Ten deaths occurred in the IFRT-alone arm, and five in the combination arm. The 10-year OS rate was 86% for patients treated with radiotherapy alone and 95% for those who received combination treatment.

“This study confirmed that radiotherapy is a highly effective and safe therapy for follicular lymphoma, and the overall survival in both arms was very good compared to historical series,” MacManus said. “This study showed, for the first time, that the long natural history of the disease can be changed by adding systemic therapy to radiotherapy.”

The researchers also found that PET staging was associated with superior PFS (HR, 0.61; P = .056), and that early systemic therapy appeared to reduce the risk of transformation to aggressive lymphoma in later years.

Patients assigned to radiotherapy had frequent acute grade 1 or 2 toxicities, but only 2% had grade 3 or 4 toxicities. In comparison, grade 3 events were more common with the combination therapy. Grade 3 toxicities occurred on 35 occasions. The most common toxicities were neutropenia, infection, diarrhea, elevated gamma-glutamyl transferase, fatigue, and febrile neutropenia. Fourteen percent of patients had grade 4 neutropenia.

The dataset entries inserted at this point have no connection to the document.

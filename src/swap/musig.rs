//! Two-party MuSig2 session for the cooperative key-path spend.
//!
//! Keys are always aggregated as `[remote, local]`, the order the service uses
//! when it derives the lockup address. A session signs exactly one message:
//! the secret nonce is taken out on first use and any failed step leaves the
//! session unusable.

use std::fmt;
use std::sync::Arc;

use lwk_wollet::elements::secp256k1_zkp::schnorr::Signature;
use lwk_wollet::elements::secp256k1_zkp::{
    All, Message, MusigAggNonce, MusigKeyAggCache, MusigPartialSignature, MusigPubNonce,
    MusigSecNonce, MusigSession, MusigSessionId, PublicKey, Secp256k1, XOnlyPublicKey,
    new_musig_nonce_pair,
};
use rand::RngCore as _;

use super::{Chain, SwapTree};
use crate::error::SwapError;
use crate::keys::KeyCustody;

/// Aggregate key of `[remote, local]` tweaked with `tree`. This is the key the
/// swap output pays to.
pub fn tweaked_output_key(
    chain: Chain,
    tree: &SwapTree,
    remote: PublicKey,
    local: PublicKey,
) -> Result<XOnlyPublicKey, SwapError> {
    let secp = Secp256k1::new();
    let mut cache = MusigKeyAggCache::new(&secp, &[remote, local]);
    apply_tree_tweak(&secp, &mut cache, chain, tree)
}

fn apply_tree_tweak(
    secp: &Secp256k1<All>,
    cache: &mut MusigKeyAggCache,
    chain: Chain,
    tree: &SwapTree,
) -> Result<XOnlyPublicKey, SwapError> {
    let tweak = tree.tap_tweak(chain, cache.agg_pk())?;
    let tweaked = cache
        .pubkey_xonly_tweak_add(secp, tweak)
        .map_err(|e| SwapError::Crypto(format!("tweak aggregate key: {e:?}")))?;
    Ok(tweaked.x_only_public_key().0)
}

pub fn encode_pub_nonce(nonce: &MusigPubNonce) -> String {
    hex::encode(nonce.serialize())
}

pub fn decode_pub_nonce(hex_nonce: &str) -> Result<MusigPubNonce, SwapError> {
    let bytes = hex::decode(hex_nonce)?;
    MusigPubNonce::from_slice(&bytes)
        .map_err(|e| SwapError::Encoding(format!("musig public nonce: {e:?}")))
}

pub fn encode_partial_signature(partial: &MusigPartialSignature) -> String {
    hex::encode(partial.serialize())
}

pub fn decode_partial_signature(hex_partial: &str) -> Result<MusigPartialSignature, SwapError> {
    let bytes = hex::decode(hex_partial)?;
    MusigPartialSignature::from_slice(&bytes)
        .map_err(|e| SwapError::Encoding(format!("musig partial signature: {e:?}")))
}

#[derive(Debug, Clone, Copy, PartialEq, Eq)]
enum Stage {
    Created,
    Tweaked,
    NoncesAggregated,
    Initialized,
    Signed,
    Finalized,
    Failed,
}

pub struct SigningSession {
    chain: Chain,
    secp: Secp256k1<All>,
    custody: Arc<dyn KeyCustody>,
    remote_public_key: PublicKey,
    key_agg_cache: MusigKeyAggCache,
    sec_nonce: Option<MusigSecNonce>,
    pub_nonce: MusigPubNonce,
    tweaked_key: Option<XOnlyPublicKey>,
    agg_nonce: Option<MusigAggNonce>,
    remote_nonce: Option<MusigPubNonce>,
    session: Option<MusigSession>,
    message: Option<Message>,
    local_partial: Option<MusigPartialSignature>,
    remote_partial: Option<MusigPartialSignature>,
    stage: Stage,
}

impl fmt::Debug for SigningSession {
    fn fmt(&self, f: &mut fmt::Formatter<'_>) -> fmt::Result {
        f.debug_struct("SigningSession")
            .field("chain", &self.chain)
            .field("remote_public_key", &self.remote_public_key)
            .field("stage", &self.stage)
            .finish_non_exhaustive()
    }
}

impl SigningSession {
    /// Starts a session with a fresh random nonce seed.
    pub fn new(
        chain: Chain,
        custody: Arc<dyn KeyCustody>,
        remote_public_key: PublicKey,
    ) -> Result<Self, SwapError> {
        let secp = Secp256k1::new();
        let local_public_key = custody.public_key();
        let key_agg_cache = MusigKeyAggCache::new(&secp, &[remote_public_key, local_public_key]);

        let mut seed = [0u8; 32];
        rand::thread_rng().fill_bytes(&mut seed);
        let session_id = MusigSessionId::assume_unique_per_nonce_gen(seed);
        let (sec_nonce, pub_nonce) =
            new_musig_nonce_pair(&secp, session_id, None, None, local_public_key, None, None)
                .map_err(|e| SwapError::Crypto(format!("generate musig nonce: {e:?}")))?;

        Ok(Self {
            chain,
            secp,
            custody,
            remote_public_key,
            key_agg_cache,
            sec_nonce: Some(sec_nonce),
            pub_nonce,
            tweaked_key: None,
            agg_nonce: None,
            remote_nonce: None,
            session: None,
            message: None,
            local_partial: None,
            remote_partial: None,
            stage: Stage::Created,
        })
    }

    pub fn chain(&self) -> Chain {
        self.chain
    }

    pub fn pub_nonce(&self) -> MusigPubNonce {
        self.pub_nonce
    }

    pub fn remote_public_key(&self) -> PublicKey {
        self.remote_public_key
    }

    pub fn tweaked_key(&self) -> Option<XOnlyPublicKey> {
        self.tweaked_key
    }

    pub fn tweak(&mut self, tree: &SwapTree) -> Result<XOnlyPublicKey, SwapError> {
        self.expect_stage(&[Stage::Created], "tweak")?;
        match apply_tree_tweak(&self.secp, &mut self.key_agg_cache, self.chain, tree) {
            Ok(key) => {
                self.tweaked_key = Some(key);
                self.stage = Stage::Tweaked;
                Ok(key)
            }
            Err(err) => self.fail(err),
        }
    }

    pub fn aggregate_nonces(
        &mut self,
        remote_nonces: &[(PublicKey, MusigPubNonce)],
    ) -> Result<(), SwapError> {
        self.expect_stage(&[Stage::Tweaked], "aggregate_nonces")?;
        if self.sec_nonce.is_none() {
            return self.fail(SwapError::protocol("local nonce is missing"));
        }
        let [(party, nonce)] = remote_nonces else {
            return self.fail(SwapError::protocol(format!(
                "expected exactly one remote nonce, got {}",
                remote_nonces.len()
            )));
        };
        if *party != self.remote_public_key {
            return self.fail(SwapError::protocol(format!(
                "nonce from unexpected party {party}"
            )));
        }

        self.agg_nonce = Some(MusigAggNonce::new(&self.secp, &[*nonce, self.pub_nonce]));
        self.remote_nonce = Some(*nonce);
        self.stage = Stage::NoncesAggregated;
        Ok(())
    }

    /// Binds the session to `sighash`. Can be re-bound until either partial
    /// signature exists, never after.
    pub fn initialize_session(&mut self, sighash: [u8; 32]) -> Result<(), SwapError> {
        self.expect_stage(
            &[Stage::NoncesAggregated, Stage::Initialized],
            "initialize_session",
        )?;
        if self.remote_partial.is_some() {
            return self.fail(SwapError::protocol(
                "cannot re-bind after the remote partial signature was recorded",
            ));
        }
        let Some(agg_nonce) = self.agg_nonce else {
            return self.fail(SwapError::protocol("aggregate nonce is missing"));
        };

        let message = Message::from_digest(sighash);
        self.session = Some(MusigSession::new(
            &self.secp,
            &self.key_agg_cache,
            agg_nonce,
            message,
        ));
        self.message = Some(message);
        self.stage = Stage::Initialized;
        Ok(())
    }

    pub fn sign_partial(&mut self) -> Result<MusigPartialSignature, SwapError> {
        self.expect_stage(&[Stage::Initialized], "sign_partial")?;
        let Some(sec_nonce) = self.sec_nonce.take() else {
            return self.fail(SwapError::protocol("local nonce already consumed"));
        };
        let Some(session) = self.session.as_ref() else {
            return self.fail(SwapError::protocol("session is not initialized"));
        };

        match self
            .custody
            .musig_partial_sign(session, sec_nonce, &self.key_agg_cache)
        {
            Ok(partial) => {
                self.local_partial = Some(partial);
                self.stage = Stage::Signed;
                Ok(partial)
            }
            Err(err) => self.fail(err),
        }
    }

    /// Records and verifies the counter-party's partial signature.
    pub fn add_partial(
        &mut self,
        remote_public_key: PublicKey,
        partial: MusigPartialSignature,
    ) -> Result<(), SwapError> {
        self.expect_stage(&[Stage::Initialized, Stage::Signed], "add_partial")?;
        if remote_public_key != self.remote_public_key {
            return self.fail(SwapError::protocol(format!(
                "partial signature from unexpected party {remote_public_key}"
            )));
        }
        if self.remote_partial.is_some() {
            return self.fail(SwapError::protocol("remote partial signature already recorded"));
        }
        let (Some(session), Some(remote_nonce)) = (self.session.as_ref(), self.remote_nonce) else {
            return self.fail(SwapError::protocol("session is not initialized"));
        };

        let valid = session.partial_verify(
            &self.secp,
            &self.key_agg_cache,
            partial,
            remote_nonce,
            remote_public_key,
        );
        if !valid {
            return self.fail(SwapError::RemoteRejected(
                "remote partial signature does not verify".to_string(),
            ));
        }

        self.remote_partial = Some(partial);
        Ok(())
    }

    /// Combines both partials into the final key-path signature and checks it
    /// against the tweaked output key.
    pub fn aggregate_partials(&mut self) -> Result<Signature, SwapError> {
        self.expect_stage(&[Stage::Signed], "aggregate_partials")?;
        let (Some(session), Some(local), Some(remote), Some(message), Some(tweaked_key)) = (
            self.session.as_ref(),
            self.local_partial,
            self.remote_partial,
            self.message,
            self.tweaked_key,
        ) else {
            return self.fail(SwapError::protocol(
                "aggregate_partials requires both partial signatures",
            ));
        };

        let signature = session.partial_sig_agg(&[remote, local]);
        if let Err(e) = self.secp.verify_schnorr(&signature, &message, &tweaked_key) {
            return self.fail(SwapError::Crypto(format!(
                "aggregated signature does not verify: {e}"
            )));
        }

        self.stage = Stage::Finalized;
        Ok(signature)
    }

    fn expect_stage(&mut self, allowed: &[Stage], op: &str) -> Result<(), SwapError> {
        if allowed.contains(&self.stage) {
            return Ok(());
        }
        let err = SwapError::protocol(format!("{op} called in stage {:?}", self.stage));
        if self.stage != Stage::Finalized {
            self.stage = Stage::Failed;
        }
        Err(err)
    }

    fn fail<T>(&mut self, err: SwapError) -> Result<T, SwapError> {
        self.stage = Stage::Failed;
        self.sec_nonce = None;
        Err(err)
    }
}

“Our study showed that the systemic therapy used in this trial, generally considered to be a low-toxicity regimen, produced much more toxicity than low-dose involved-field radiotherapy, and therefore would not be a better choice for single-modality ‘palliative therapy’ than radiotherapy in unfit or elderly patients with localized follicular lymphoma. It would also be cost-effective,” MacManus said.